*** Begin section ***

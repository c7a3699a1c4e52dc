//! The multiplexer handle.
//!
//! An [`Epoll`] owns one kernel readiness table and a registry mirroring the
//! table's interest list. Registrations carry an `Arc<T>` token which is
//! handed back, untouched, in every [`Event`] the kernel reports for that
//! descriptor.
//!
//! # Example
//!
//! ```no_run
//! use epoll::{Epoll, Events};
//! use std::os::unix::net::UnixStream;
//! use std::sync::Arc;
//! use std::time::Duration;
//!
//! # fn main() -> epoll::Result<()> {
//! let (left, right) = UnixStream::pair().unwrap();
//! let left = Arc::new(left);
//!
//! let mut epoll = Epoll::new()?;
//! epoll.add(&left, Events::READABLE)?;
//!
//! for event in epoll.wait(Some(Duration::from_millis(100)))? {
//!     assert!(Arc::ptr_eq(event.token(), &left));
//! }
//! # drop(right);
//! # Ok(())
//! # }
//! ```

use crate::builder::EpollBuilder;
use crate::error::{Error, Result};
use crate::event::Event;
use crate::events::{Events, Op};
use crate::registry::Registry;
use crate::sys;
use crate::wait::{WaitFuture, WaitWorker};

use std::fmt;
use std::os::unix::io::{AsFd, AsRawFd, BorrowedFd, IntoRawFd, OwnedFd, RawFd};
use std::sync::{Arc, OnceLock};
use std::time::Duration;

use libc::epoll_event;

/// Handle over one kernel readiness table.
///
/// `T` is the token type: any resource exposing its descriptor through
/// [`AsRawFd`]. Mutating operations take `&mut self` and waits take `&self`,
/// so a wait can never observe a half-applied registration.
pub struct Epoll<T: ?Sized> {
    table: Option<OwnedFd>,
    registry: Registry<T>,
    max_events: usize,
    worker: OnceLock<WaitWorker>,
}

impl<T: ?Sized> Epoll<T> {
    /// Creates a multiplexer with the default configuration.
    ///
    /// The table is close-on-exec and waits report at most 256 events per call.
    ///
    /// # Errors
    /// `ResourceExhausted` when the descriptor or kernel memory limits are
    /// reached, `PermissionDenied` when the kernel refuses the table.
    pub fn new() -> Result<Self> {
        EpollBuilder::new().build()
    }

    /// Returns a builder to configure the multiplexer before creating it.
    pub fn builder() -> EpollBuilder {
        EpollBuilder::new()
    }

    pub(crate) fn from_parts(table: OwnedFd, max_events: usize) -> Self {
        tracing::debug!(table = table.as_raw_fd(), max_events, "epoll table created");

        Self {
            table: Some(table),
            registry: Registry::new(),
            max_events,
            worker: OnceLock::new(),
        }
    }

    /// Returns the descriptor of the kernel table.
    ///
    /// # Errors
    /// `ClosedHandle` once the multiplexer has been closed.
    pub fn fileno(&self) -> Result<RawFd> {
        self.table_fd().map(|fd| fd.as_raw_fd())
    }

    /// Number of descriptors currently registered.
    pub fn len(&self) -> usize {
        self.registry.len()
    }

    pub fn is_empty(&self) -> bool {
        self.registry.len() == 0
    }

    pub fn is_closed(&self) -> bool {
        self.table.is_none()
    }

    /// Upper bound on the number of events a single wait returns.
    pub fn max_events(&self) -> usize {
        self.max_events
    }

    pub fn is_close_on_exec(&self) -> Result<bool> {
        let table = self.fileno()?;

        sys::is_cloexec(table).map_err(|source| Error::SystemCall {
            call: "fcntl",
            table,
            target: None,
            source,
        })
    }

    pub fn set_close_on_exec(&mut self, enabled: bool) -> Result<()> {
        let table = self.fileno()?;

        sys::set_cloexec(table, enabled).map_err(|source| Error::SystemCall {
            call: "fcntl",
            table,
            target: None,
            source,
        })
    }

    /// Releases the kernel table and every token kept alive by the registry.
    ///
    /// Never blocks. The descriptor is released exactly once: a second call
    /// leaves the OS alone and reports `AlreadyClosed`.
    pub fn close(&mut self) -> Result<()> {
        let table = self.table.take().ok_or(Error::AlreadyClosed)?;
        self.release(table);

        Ok(())
    }

    /// Blocks the calling thread until events are ready or `timeout` elapses.
    ///
    /// `None` waits indefinitely and `Some(Duration::ZERO)` polls. At most
    /// `min(len(), max_events())` events are returned in kernel order; any
    /// further ready descriptors are reported by the next call. An empty
    /// vector means the timeout elapsed.
    ///
    /// Signal interruptions are retried internally against the original
    /// deadline and never reported.
    ///
    /// # Errors
    /// `ClosedHandle` after close, `InvalidState` when nothing is registered,
    /// `SystemCall` when `epoll_wait` fails.
    pub fn wait(&self, timeout: Option<Duration>) -> Result<Vec<Event<T>>> {
        let (table, capacity) = self.prepare_wait()?;

        let mut buffer = Vec::with_capacity(capacity);
        sys::wait(table.as_raw_fd(), &mut buffer, timeout)
            .map_err(|source| wait_error(table.as_raw_fd(), source))?;

        Ok(self.decode(&buffer))
    }

    /// Same as [`wait`](Self::wait), but only suspends the calling task.
    ///
    /// The `epoll_wait` call runs on a worker thread owned by this handle, so
    /// sibling tasks on the same executor keep running while the kernel
    /// blocks. The result is decoded once the task resumes.
    ///
    /// Dropping the future before it completes cancels the wait: the worker
    /// is woken, takes nothing from the table, and serves the next request.
    pub fn wait_async(&self, timeout: Option<Duration>) -> WaitFuture<'_, T> {
        WaitFuture::new(self, timeout)
    }

    pub(crate) fn table_fd(&self) -> Result<BorrowedFd<'_>> {
        self.table
            .as_ref()
            .map(|table| table.as_fd())
            .ok_or(Error::ClosedHandle)
    }

    /// Checks the wait preconditions and returns the table with the buffer size to use.
    pub(crate) fn prepare_wait(&self) -> Result<(BorrowedFd<'_>, usize)> {
        let table = self.table_fd()?;

        let registered = self.registry.len();
        if registered == 0 {
            return Err(Error::InvalidState("empty interest set"));
        }

        Ok((table, registered.min(self.max_events)))
    }

    pub(crate) fn worker(&self) -> Result<&WaitWorker> {
        if let Some(worker) = self.worker.get() {
            return Ok(worker);
        }

        let table = self.table_fd()?;
        let worker =
            WaitWorker::spawn(table).map_err(|source| wait_error(table.as_raw_fd(), source))?;

        Ok(self.worker.get_or_init(|| worker))
    }

    pub(crate) fn running_worker(&self) -> Option<&WaitWorker> {
        self.worker.get()
    }

    /// Turns raw kernel events into tokens, keeping kernel order.
    pub(crate) fn decode(&self, raw: &[epoll_event]) -> Vec<Event<T>> {
        let mut ready = Vec::with_capacity(raw.len());

        for event in raw {
            let fd = event.u64 as RawFd;
            let bits = event.events;

            match self.registry.get(fd) {
                Some(registration) => ready.push(Event::new(
                    Arc::clone(&registration.token),
                    Events::from_bits_retain(bits),
                )),
                None => tracing::trace!(fd, "skipping event for unregistered descriptor"),
            }
        }

        tracing::trace!(ready = ready.len(), "epoll wait returned");

        ready
    }

    fn release(&mut self, table: OwnedFd) {
        // Joins the worker, which closes its duplicate of the table.
        self.worker.take();
        self.registry.clear();

        let fd = table.into_raw_fd();
        match sys::close(fd) {
            Ok(()) => tracing::debug!(table = fd, "epoll table closed"),
            Err(err) => tracing::warn!(table = fd, "closing epoll table reported {err}"),
        }
    }
}

impl<T: AsRawFd + ?Sized> Epoll<T> {
    /// Adds, modifies or removes the registration of `source`.
    ///
    /// `events` is required for [`Op::Add`] and [`Op::Mod`] and must be a
    /// non-empty subset of [`Events::INTEREST`]; it must be `None` for
    /// [`Op::Del`]. The registry is only updated once the kernel accepted the
    /// change: ADD keeps `source` alive as the token, MOD replaces the mask
    /// and token, DEL drops the token.
    ///
    /// # Errors
    /// `ClosedHandle`, `InvalidArgument` for a bad mask or arity, and
    /// `SystemCall` (carrying both descriptors) when `epoll_ctl` fails, for
    /// example `EEXIST` on a duplicate ADD or `ENOENT` on an unknown MOD/DEL.
    pub fn ctl(&mut self, op: Op, source: &Arc<T>, events: Option<Events>) -> Result<()> {
        let table = self.fileno()?;

        let events = match (op, events) {
            (Op::Add | Op::Mod, Some(events)) if !events.is_valid_interest() => {
                return Err(Error::InvalidArgument("undefined events"));
            }
            (Op::Del, Some(_)) => return Err(Error::InvalidArgument("unexpected argument")),
            (Op::Add | Op::Mod, None) => return Err(Error::InvalidArgument("missing argument")),
            (_, events) => events.unwrap_or(Events::empty()),
        };

        let target = source.as_raw_fd();
        sys::ctl(table, op.raw(), target, events.bits()).map_err(|source| Error::SystemCall {
            call: "ctl",
            table,
            target: Some(target),
            source,
        })?;

        match op {
            Op::Add => self.registry.insert(target, events, Arc::clone(source)),
            Op::Mod => self.registry.update(target, events, Arc::clone(source)),
            Op::Del => {
                self.registry.remove(target);
            }
        }

        tracing::trace!(table, target, ?op, ?events, "interest updated");

        Ok(())
    }

    /// Registers `source` with `events`. Shorthand for `ctl(Op::Add, ..)`.
    pub fn add(&mut self, source: &Arc<T>, events: Events) -> Result<()> {
        self.ctl(Op::Add, source, Some(events))
    }

    /// Replaces the mask of `source`. Shorthand for `ctl(Op::Mod, ..)`.
    ///
    /// Also re-arms a registration disabled by [`Events::ONE_SHOT`].
    pub fn modify(&mut self, source: &Arc<T>, events: Events) -> Result<()> {
        self.ctl(Op::Mod, source, Some(events))
    }

    /// Removes `source`. Shorthand for `ctl(Op::Del, ..)`.
    pub fn delete(&mut self, source: &Arc<T>) -> Result<()> {
        self.ctl(Op::Del, source, None)
    }

    pub fn contains(&self, source: &T) -> bool {
        self.registry.get(source.as_raw_fd()).is_some()
    }

    /// Returns the mask `source` is registered with, if any.
    pub fn interest(&self, source: &T) -> Option<Events> {
        self.registry
            .get(source.as_raw_fd())
            .map(|registration| registration.events)
    }
}

impl<T: ?Sized> Drop for Epoll<T> {
    fn drop(&mut self) {
        if let Some(table) = self.table.take() {
            self.release(table);
        }
    }
}

impl<T: ?Sized> fmt::Display for Epoll<T> {
    fn fmt(&self, f: &mut fmt::Formatter<'_>) -> fmt::Result {
        match &self.table {
            Some(table) => write!(f, "Epoll(fd {})", table.as_raw_fd()),
            None => f.write_str("Epoll(closed)"),
        }
    }
}

impl<T: ?Sized> fmt::Debug for Epoll<T> {
    fn fmt(&self, f: &mut fmt::Formatter<'_>) -> fmt::Result {
        f.debug_struct("Epoll")
            .field("table", &self.table.as_ref().map(|table| table.as_raw_fd()))
            .field("registered", &self.registry.len())
            .field("max_events", &self.max_events)
            .finish()
    }
}

pub(crate) fn wait_error(table: RawFd, source: std::io::Error) -> Error {
    Error::SystemCall {
        call: "wait",
        table,
        target: None,
        source,
    }
}
//! Fluent builder for Epoll construction.
//!
//! Provides a builder pattern interface for creating and configuring
//! multiplexer instances.

use crate::epoll::Epoll;
use crate::error::{Error, Result};
use crate::sys;

/// Default cap on the events returned by a single wait.
pub const DEFAULT_MAX_EVENTS: usize = 256;

/// Builder for constructing [`Epoll`] instances with fluent API.
///
/// # Example
/// ```no_run
/// use epoll::EpollBuilder;
/// use std::fs::File;
///
/// let epoll = EpollBuilder::new()
///     .max_events(64)
///     .close_on_exec(false)
///     .build::<File>()
///     .unwrap();
///
/// assert_eq!(epoll.max_events(), 64);
/// ```
#[derive(Debug, Clone)]
pub struct EpollBuilder {
    max_events: usize,
    close_on_exec: bool,
}

impl Default for EpollBuilder {
    fn default() -> Self {
        Self::new()
    }
}

impl EpollBuilder {
    /// Creates a builder with the defaults: 256 events per wait, close-on-exec.
    pub fn new() -> Self {
        Self {
            max_events: DEFAULT_MAX_EVENTS,
            close_on_exec: true,
        }
    }

    /// Caps the number of events a single wait can return.
    ///
    /// The wait buffer is sized to `min(registered, max_events)`, so a ready
    /// set larger than the cap is reported over several waits. Values below
    /// one are raised to one.
    pub fn max_events(mut self, max_events: usize) -> Self {
        self.max_events = max_events.clamp(1, i32::MAX as usize);
        self
    }

    /// Controls whether the table descriptor is closed across `exec`.
    pub fn close_on_exec(mut self, enabled: bool) -> Self {
        self.close_on_exec = enabled;
        self
    }

    /// Asks the kernel for a new readiness table and wraps it.
    ///
    /// # Errors
    /// `ResourceExhausted` (`EMFILE`, `ENFILE`, `ENOMEM`), `PermissionDenied`
    /// (`EPERM`, `EACCES`) or `SystemCall` for anything else.
    pub fn build<T: ?Sized>(self) -> Result<Epoll<T>> {
        let table = sys::create(self.close_on_exec).map_err(Error::create)?;

        Ok(Epoll::from_parts(table, self.max_events))
    }
}
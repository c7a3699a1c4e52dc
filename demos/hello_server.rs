//! Minimal HTTP responder driven by a single multiplexer.
//!
//! ```text
//! RUST_LOG=epoll=trace cargo run --example hello_server
//! curl http://127.0.0.1:4000/
//! ```

use epoll::{Epoll, Events};
use std::io::{self, Read, Write};
use std::net::{TcpListener, TcpStream};
use std::os::unix::io::{AsRawFd, RawFd};
use std::sync::Arc;
use tracing_subscriber::EnvFilter;

const RESPONSE: &[u8] = b"HTTP/1.0 200 OK\r\n\
Content-Length: 7\r\n\
Content-Type: text/html\r\n\
\r\n\
HELLO\r\n";

enum Conn {
    Listener(TcpListener),
    Client(TcpStream),
}

impl AsRawFd for Conn {
    fn as_raw_fd(&self) -> RawFd {
        match self {
            Conn::Listener(listener) => listener.as_raw_fd(),
            Conn::Client(stream) => stream.as_raw_fd(),
        }
    }
}

fn main() -> Result<(), Box<dyn std::error::Error>> {
    tracing_subscriber::fmt()
        .with_env_filter(EnvFilter::from_default_env())
        .init();

    let listener = TcpListener::bind("127.0.0.1:4000")?;
    listener.set_nonblocking(true)?;
    tracing::info!("listening on http://{}/", listener.local_addr()?);

    let mut epoll = Epoll::new()?;
    epoll.add(&Arc::new(Conn::Listener(listener)), Events::READABLE)?;

    loop {
        for event in epoll.wait(None)? {
            match &**event.token() {
                Conn::Listener(listener) => accept_all(&mut epoll, listener)?,
                Conn::Client(stream) if event.events().is_readable() => {
                    let mut request = [0u8; 1024];
                    match (&*stream).read(&mut request) {
                        Ok(0) => epoll.delete(event.token())?,
                        Ok(_) => {
                            epoll.modify(event.token(), Events::WRITABLE | Events::EDGE_TRIGGERED)?
                        }
                        Err(err) if err.kind() == io::ErrorKind::WouldBlock => {}
                        Err(err) => {
                            tracing::warn!("read failed: {err}");
                            epoll.delete(event.token())?;
                        }
                    }
                }
                Conn::Client(stream) if event.events().is_writable() => {
                    if let Err(err) = (&*stream).write_all(RESPONSE) {
                        tracing::warn!("write failed: {err}");
                    }
                    epoll.delete(event.token())?;
                }
                Conn::Client(_) => {
                    tracing::debug!(events = ?event.events(), "connection error or hangup");
                    epoll.delete(event.token())?;
                }
            }
        }
    }
}

fn accept_all(epoll: &mut Epoll<Conn>, listener: &TcpListener) -> io::Result<()> {
    loop {
        match listener.accept() {
            Ok((stream, peer)) => {
                stream.set_nonblocking(true)?;
                tracing::debug!(%peer, "accepted");

                let client = Arc::new(Conn::Client(stream));
                if let Err(err) = epoll.add(&client, Events::READABLE | Events::EDGE_TRIGGERED) {
                    tracing::warn!("cannot watch {peer}: {err}");
                }
            }
            Err(err) if err.kind() == io::ErrorKind::WouldBlock => return Ok(()),
            Err(err) => return Err(err),
        }
    }
}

*** End section ***

*YOUR OBJECTIVE*: Please output exactly the lines between the one holding "for Epoll construction." and the one holding "pub const DEFAULT_MAX_EVENTS: usize = 256;" in the records above, inclusive, and nothing more.

*RESPONSE FOR THIS EXERCISE*:
//! Fluent builder for Epoll construction.
//!
//! Provides a builder pattern interface for creating and configuring
//! multiplexer instances.

use crate::epoll::Epoll;
use crate::error::{Error, Result};
use crate::sys;

/// Default cap on the events returned by a single wait.
pub const DEFAULT_MAX_EVENTS: usize = 256;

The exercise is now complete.